GPT-4 New Feature: Predicting Paper Acceptance through Peer Review
If papers are submitted to GPT-4 for peer review, its evaluations are almost consistent with those of human reviewers.
In this context, some researchers from universities such as Renmin University of China and Zhejiang University have submitted over 10,000 papers to GPT-4, requesting it to provide answers on "the risk of retraction" based on these papers and comparing them with human predictions.
The results show that GPT-4 performs well in this regard.
Although recent reports on ChatGPT have raised concerns among scholars that the existence of AI models may lead to academic misconduct, there are also ways to maintain academic integrity. In order to enable ChatGPT to predict whether papers will be retracted, the research group first explored the question of "whether it has this ability itself."
According to evidence, many problematic papers will appear on social media platforms such as Twitter before being deleted.
To verify whether it has the ability to predict retractions, the research group collected 3,505 rejected papers, including 3,505 unretracted papers obtained through a rough matching algorithm. These features include journal publication, year of publication, number of authors, and quantity. Out of the 7,010 mentioned articles, tweet data were obtained through the Twitter API, including tweet publication time and content. After screening, it was found that there were 8,367 withdrawn English tweets, while there were 6,180 unretracted English tweets.
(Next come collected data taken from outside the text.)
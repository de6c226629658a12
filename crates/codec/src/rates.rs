//! Sample-rate tables and clock-tree selection.
//!
//! The codec master clock comes from one of three sources: the 26 MHz
//! crystal directly, or the audio PLL locked to the 44.1 kHz or 48 kHz
//! family base frequency. Crystal rows carry the odd-looking rates the
//! crystal divides to exactly (26 MHz / 512 = 50781 Hz and its 1/3 and 1/6);
//! streams at standard rates run on those rows through the hardware
//! resampler when resampling is enabled.

use crate::error::Error;

/// Crystal oscillator frequency.
pub const CRYSTAL_HZ: u32 = 26_000_000;

/// Resampler clock runs at `rate * RS_CLOCK_FACTOR`.
pub const RS_CLOCK_FACTOR: u32 = 400;

/// Master clock source family for a sample rate.
#[derive(Debug, Clone, Copy, PartialEq, Eq)]
#[cfg_attr(feature = "defmt", derive(defmt::Format))]
pub enum ClockFamily {
    /// Crystal-direct rates; no PLL involved.
    Crystal,
    /// 44.1 kHz multiple family, PLL at 22.5792 MHz.
    Pll44k1,
    /// 48 kHz multiple family, PLL at 24.576 MHz.
    Pll48k,
}

impl ClockFamily {
    /// Base frequency the codec master clock runs at for this family.
    #[must_use]
    pub const fn base_hz(self) -> u32 {
        match self {
            Self::Crystal => CRYSTAL_HZ,
            Self::Pll44k1 => 22_579_200,
            Self::Pll48k => 24_576_000,
        }
    }

    /// True when the audio PLL must be running for this family.
    #[must_use]
    pub const fn needs_pll(self) -> bool {
        !matches!(self, Self::Crystal)
    }
}

/// One row of a direction's rate table.
#[derive(Debug, Clone, Copy, PartialEq, Eq)]
#[cfg_attr(feature = "defmt", derive(defmt::Format))]
pub struct RateRow {
    /// Sample rate in Hz.
    pub rate: u32,
    /// Master clock source.
    pub family: ClockFamily,
    /// DAC upsample or ADC downsample factor.
    pub factor: u8,
    /// Half-band filter stages bypassed (rates above the base octave).
    pub hbf_bypass: u8,
}

impl RateRow {
    /// Master clock cycles per sample for this row.
    #[must_use]
    pub const fn cycles_per_sample(&self) -> u32 {
        self.family.base_hz() / self.rate
    }
}

const fn row(rate: u32, family: ClockFamily, factor: u8, hbf_bypass: u8) -> RateRow {
    RateRow { rate, family, factor, hbf_bypass }
}

/// Playback (DAC) rate table. Upsample factors come from the interpolation
/// chain: x6/x3/x2 for low rates, x4 unused by this table but legal, x1 with
/// progressive half-band bypass above 48 kHz.
pub const PLAYBACK_RATES: [RateRow; 17] = [
    row(8_463, ClockFamily::Crystal, 6, 0),
    row(16_927, ClockFamily::Crystal, 3, 0),
    row(50_781, ClockFamily::Crystal, 1, 0),
    row(7_350, ClockFamily::Pll44k1, 6, 0),
    row(8_000, ClockFamily::Pll48k, 6, 0),
    row(14_700, ClockFamily::Pll44k1, 3, 0),
    row(16_000, ClockFamily::Pll48k, 3, 0),
    row(22_050, ClockFamily::Pll44k1, 2, 0),
    row(24_000, ClockFamily::Pll48k, 2, 0),
    row(44_100, ClockFamily::Pll44k1, 1, 0),
    row(48_000, ClockFamily::Pll48k, 1, 0),
    row(88_200, ClockFamily::Pll44k1, 1, 1),
    row(96_000, ClockFamily::Pll48k, 1, 1),
    row(176_400, ClockFamily::Pll44k1, 1, 2),
    row(192_000, ClockFamily::Pll48k, 1, 2),
    row(352_800, ClockFamily::Pll44k1, 1, 3),
    row(384_000, ClockFamily::Pll48k, 1, 3),
];

/// Capture (ADC) rate table. The decimation chain only offers /1, /3 and /6,
/// so the x2 playback rates (22050/24000) have no capture rows.
pub const CAPTURE_RATES: [RateRow; 15] = [
    row(8_463, ClockFamily::Crystal, 6, 0),
    row(16_927, ClockFamily::Crystal, 3, 0),
    row(50_781, ClockFamily::Crystal, 1, 0),
    row(7_350, ClockFamily::Pll44k1, 6, 0),
    row(8_000, ClockFamily::Pll48k, 6, 0),
    row(14_700, ClockFamily::Pll44k1, 3, 0),
    row(16_000, ClockFamily::Pll48k, 3, 0),
    row(44_100, ClockFamily::Pll44k1, 1, 0),
    row(48_000, ClockFamily::Pll48k, 1, 0),
    row(88_200, ClockFamily::Pll44k1, 1, 1),
    row(96_000, ClockFamily::Pll48k, 1, 1),
    row(176_400, ClockFamily::Pll44k1, 1, 2),
    row(192_000, ClockFamily::Pll48k, 1, 2),
    row(352_800, ClockFamily::Pll44k1, 1, 3),
    row(384_000, ClockFamily::Pll48k, 1, 3),
];

fn lookup(table: &'static [RateRow], rate: u32) -> Result<&'static RateRow, Error> {
    table
        .iter()
        .find(|r| r.rate == rate)
        .ok_or(Error::UnsupportedSampleRate(rate))
}

/// Find the playback row for `rate`.
pub fn playback_row(rate: u32) -> Result<&'static RateRow, Error> {
    lookup(&PLAYBACK_RATES, rate)
}

/// Find the capture row for `rate`.
pub fn capture_row(rate: u32) -> Result<&'static RateRow, Error> {
    lookup(&CAPTURE_RATES, rate)
}

/// Find the crystal row the resampler runs `logical` on: same up/downsample
/// factor, crystal clock. The x2 factors have no crystal row, so 22050 and
/// 24000 cannot be resampled.
pub fn resample_base_row(
    table: &'static [RateRow],
    logical: &RateRow,
) -> Result<&'static RateRow, Error> {
    table
        .iter()
        .find(|r| r.family == ClockFamily::Crystal && r.factor == logical.factor)
        .ok_or(Error::UnsupportedSampleRate(logical.rate))
}

/// Resample phase in u2.30 fixed point.
///
/// Playback interpolates codec-rate samples from logical-rate input, so the
/// phase is logical family frequency over crystal; capture is the inverse.
/// Both ratios are below 4.0 by construction, so the value fits the field.
#[must_use]
pub fn resample_phase(logical: &RateRow, playback: bool) -> u32 {
    let (num, den) = if playback {
        (logical.family.base_hz(), CRYSTAL_HZ)
    } else {
        (CRYSTAL_HZ, logical.family.base_hz())
    };
    #[allow(clippy::arithmetic_side_effects)] // den is a nonzero constant
    #[allow(clippy::cast_possible_truncation)] // ratio < 4.0 fits u2.30
    {
        ((u64::from(num) << 30) / u64::from(den)) as u32
    }
}

/// Encode a DAC upsample factor for the `UP_SEL` field.
pub const fn upsample_sel(factor: u8) -> Result<u32, Error> {
    match factor {
        2 => Ok(0),
        3 => Ok(1),
        4 => Ok(2),
        6 => Ok(3),
        1 => Ok(4),
        _ => Err(Error::InvalidUpsampleFactor(factor)),
    }
}

/// Encode an ADC downsample factor for the `DOWN_SEL` field.
pub const fn downsample_sel(factor: u8) -> Result<u32, Error> {
    match factor {
        3 => Ok(0),
        6 => Ok(1),
        1 => Ok(2),
        _ => Err(Error::InvalidDownsampleFactor(factor)),
    }
}

/// Expand a bypass count into per-stage bypass bits. Stage 3 drops out
/// first; bypassing all three halves the chain to a plain zero-order hold.
pub const fn hbf_bypass_bits(count: u8) -> Result<u32, Error> {
    match count {
        0 => Ok(0b000),
        1 => Ok(0b100),
        2 => Ok(0b110),
        3 => Ok(0b111),
        _ => Err(Error::HbfBypassOutOfRange(count)),
    }
}

/// Playback un-gate delay: time for the interpolation chain to settle,
/// two milliseconds at 48 kHz and above, longer at low rates.
#[must_use]
pub const fn dac_ungate_delay_ms(rate: u32) -> u32 {
    #[allow(clippy::arithmetic_side_effects)] // division guarded against zero
    {
        let steps = (rate / 8_000) + if rate % 8_000 >= 4_000 { 1 } else { 0 };
        let ms = if steps == 0 { 4 } else { 4 / steps };
        if ms < 2 {
            2
        } else {
            ms
        }
    }
}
Human prediction (researchers predicting whether a paper will be retracted based on tweets) is an important research indicator that can be used to measure the degree of match between models and human algorithms. According to human predictions, if humans perceive problems in the articles, the probability of retraction is as high as 93%, indicating that certain tweets can accurately predict the likelihood of paper retractions.
However, the proportion of articles predicted to be retracted by humans is not high, accounting for only about 16% (recall rate = 16%). Therefore, although only a small proportion of tweets exhibit obvious signs of problems before the retraction of articles, these signs do exist. In this case, critical tweets can serve as catalysts for the retraction of papers, highlighting the value of incorporating them into early research integrity warning systems.
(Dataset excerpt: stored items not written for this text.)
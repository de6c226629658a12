//! Driver error type.
//!
//! Every variant is a configuration error: the caller asked for something
//! the hardware cannot do, and the operation aborted before touching any
//! register it would have left half-programmed. Register access itself is
//! infallible MMIO and never produces an error.

use thiserror_no_std::Error;

/// Configuration errors surfaced by the codec driver.
#[derive(Debug, Clone, Copy, PartialEq, Eq, Error)]
#[cfg_attr(feature = "defmt", derive(defmt::Format))]
pub enum Error {
    /// Sample rate absent from the active rate table.
    #[error("unsupported sample rate {0} Hz")]
    UnsupportedSampleRate(u32),

    /// Channel map empty or outside the banks valid for the direction.
    #[error("invalid channel map")]
    InvalidChannelMap,

    /// Channel count does not match the channel map or direction limits.
    #[error("invalid channel count {0}")]
    InvalidChannelCount(u8),

    /// More capture channels requested than ADC slots available.
    #[error("adc slots exhausted")]
    AdcSlotsExhausted,

    /// Half-band filter bypass count above the 3 filter stages.
    #[error("half-band bypass count {0} out of range")]
    HbfBypassOutOfRange(u8),

    /// DAC upsample factor outside {1, 2, 3, 4, 6}.
    #[error("invalid upsample factor {0}")]
    InvalidUpsampleFactor(u8),

    /// ADC downsample factor outside {1, 3, 6}.
    #[error("invalid downsample factor {0}")]
    InvalidDownsampleFactor(u8),

    /// Voice-activity operation invalid in the configured mode.
    #[error("vad mode conflict")]
    VadModeConflict,

    /// Capture stream parameters disagree with the active voice-activity
    /// configuration.
    #[error("capture conflicts with vad settings")]
    CaptureConflictsWithVad,

    /// Voice-activity capture counters are outside the buffer window.
    #[error("vad capture counters out of window")]
    VadCounterOutOfWindow,

    /// Stream operation before the stream was opened.
    #[error("stream not opened")]
    StreamNotOpened,

    /// Codec operation before any user opened the codec.
    #[error("codec not opened")]
    CodecNotOpened,
}
//! Voice-activity capture memory.
//!
//! While the voice-activity detector runs, the codec hardware streams mic
//! samples into a dedicated SRAM region that survives light sleep. The codec
//! driver only ever reads this region; the hardware is the sole writer.

/// Read-only view of the capture SRAM region.
pub trait CaptureMemory {
    /// Physical size of the region in bytes.
    fn capacity(&self) -> usize;

    /// Copy bytes starting at `offset` into `dst`, clamped to the region
    /// end. Returns the number of bytes copied.
    fn read(&self, offset: usize, dst: &mut [u8]) -> usize;
}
Researchers found that comments that effectively predict retracted articles can be divided into two categories:
The first category directly emphasizes errors or academic misconduct in the articles;
The second category highlights doubts about the quality of the articles in a critical or ironic manner.
This information helps journals investigate articles, and once serious issues are discovered, articles may be retracted. In this context, critical comments can promote the retraction of articles, highlighting the importance of incorporating them into early warning systems for research integrity.